As internações pelo SUS, no entanto, ao invés de crescerem, reduziram-se! E isso em números absolutos! Em 2006, o SUS demonstrou a capacidade de atender apenas 11 milhões 316 mil pacientes que recorreram à internação hospitalar. São quase 3 milhões 300 mil internações a menos do que 14 anos antes! Relativamente ao contingente populacional, a redução no número de internações foi de quase 40%! Caiu de 9,81% da população para apenas 6,06%!

É importante ter em mente, ainda, que, até os dias atuais, apenas 20% dos brasileiros dispõem de planos de saúde para assistência médica e hospitalar. Em vista disso, é possível estimar que o deficit de vagas disponíveis para internações pelo SUS atingiu a assustadora marca potencial de sete milhões de pacientes!

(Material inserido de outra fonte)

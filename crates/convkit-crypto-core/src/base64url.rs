//! URL-safe base64 without padding (RFC 4648 §5), as used by JWT segments.
//!
//! [`encode`]/[`decode`] go through the standard padded alphabet so the
//! substitution and re-padding steps are explicit. [`decode_lenient`] is for
//! display only: it tolerates a dangling final character and non-zero
//! trailing bits the way browser `atob` does.

use std::sync::OnceLock;

use data_encoding::{Encoding, Specification, BASE64};

use crate::error::CryptoError;

const URL_SAFE_SYMBOLS: &str = "ABCDEFGHIJKLMNOPQRSTUVWXYZabcdefghijklmnopqrstuvwxyz0123456789-_";

static LENIENT: OnceLock<Encoding> = OnceLock::new();

/// Encode bytes as unpadded base64url.
#[must_use]
pub fn encode(bytes: &[u8]) -> String {
    BASE64
        .encode(bytes)
        .chars()
        .filter(|c| *c != '=')
        .map(|c| match c {
            '+' => '-',
            '/' => '_',
            other => other,
        })
        .collect()
}

/// Decode base64url with 0, 1, or 2 padding characters missing.
///
/// # Errors
///
/// Returns [`CryptoError::Encoding`] if `input` is not valid base64url.
// `len % 4` is in 0..4, so neither subtraction can underflow.
#[allow(clippy::arithmetic_side_effects)]
pub fn decode(input: &str) -> Result<Vec<u8>, CryptoError> {
    let mut standard: String = input
        .chars()
        .map(|c| match c {
            '-' => '+',
            '_' => '/',
            other => other,
        })
        .collect();
    let padding = (4 - standard.len() % 4) % 4;
    standard.extend(std::iter::repeat('=').take(padding));

    BASE64
        .decode(standard.as_bytes())
        .map_err(|e| CryptoError::Encoding(format!("invalid base64url: {e}")))
}

/// Best-effort decode for display: drops a lone trailing sextet and ignores
/// non-canonical trailing bits instead of failing.
///
/// # Errors
///
/// Returns [`CryptoError::Encoding`] if `input` contains characters outside the
/// base64url alphabet.
#[allow(clippy::arithmetic_side_effects)]
pub fn decode_lenient(input: &str) -> Result<Vec<u8>, CryptoError> {
    if !input.is_ascii() {
        return Err(CryptoError::Encoding(
            "invalid base64url: non-ASCII input".to_owned(),
        ));
    }
    let encoding = lenient_encoding()?;
    let trimmed = input.trim_end_matches('=');
    let usable = if trimmed.len() % 4 == 1 {
        &trimmed[..trimmed.len().saturating_sub(1)]
    } else {
        trimmed
    };
    encoding
        .decode(usable.as_bytes())
        .map_err(|e| CryptoError::Encoding(format!("invalid base64url: {e}")))
}

fn lenient_encoding() -> Result<&'static Encoding, CryptoError> {
    if let Some(encoding) = LENIENT.get() {
        return Ok(encoding);
    }
    let mut spec = Specification::new();
    spec.symbols.push_str(URL_SAFE_SYMBOLS);
    spec.check_trailing_bits = false;
    let encoding = spec
        .encoding()
        .map_err(|e| CryptoError::Encoding(format!("base64url specification: {e}")))?;
    Ok(LENIENT.get_or_init(|| encoding))
}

Independentemente desses números, Senhoras e Senhores Senadores, as imagens rotineiramente exibidas pela televisão das filas de pacientes aguardando atendimento, bem como as notícias freqüentemente divulgadas de pessoas que vão a óbito sem obterem socorro médico evidenciam, de modo incontestável, que a atual conjuntura da saúde pública no Brasil exige providências urgentes.

Há consenso quanto à necessidade de imediato aumento de investimentos no Sistema Único de Saúde. Inexiste qualquer dúvida, outrossim, de que os preços de serviços fixados pela Tabela do SUS são insuficientes para remunerar adequadamente os serviços contratados, fazendo com que os hospitais sujeitos a esses níveis de remuneração encontrem-se na UTI, sob o ponto de vista da sua saúde financeira.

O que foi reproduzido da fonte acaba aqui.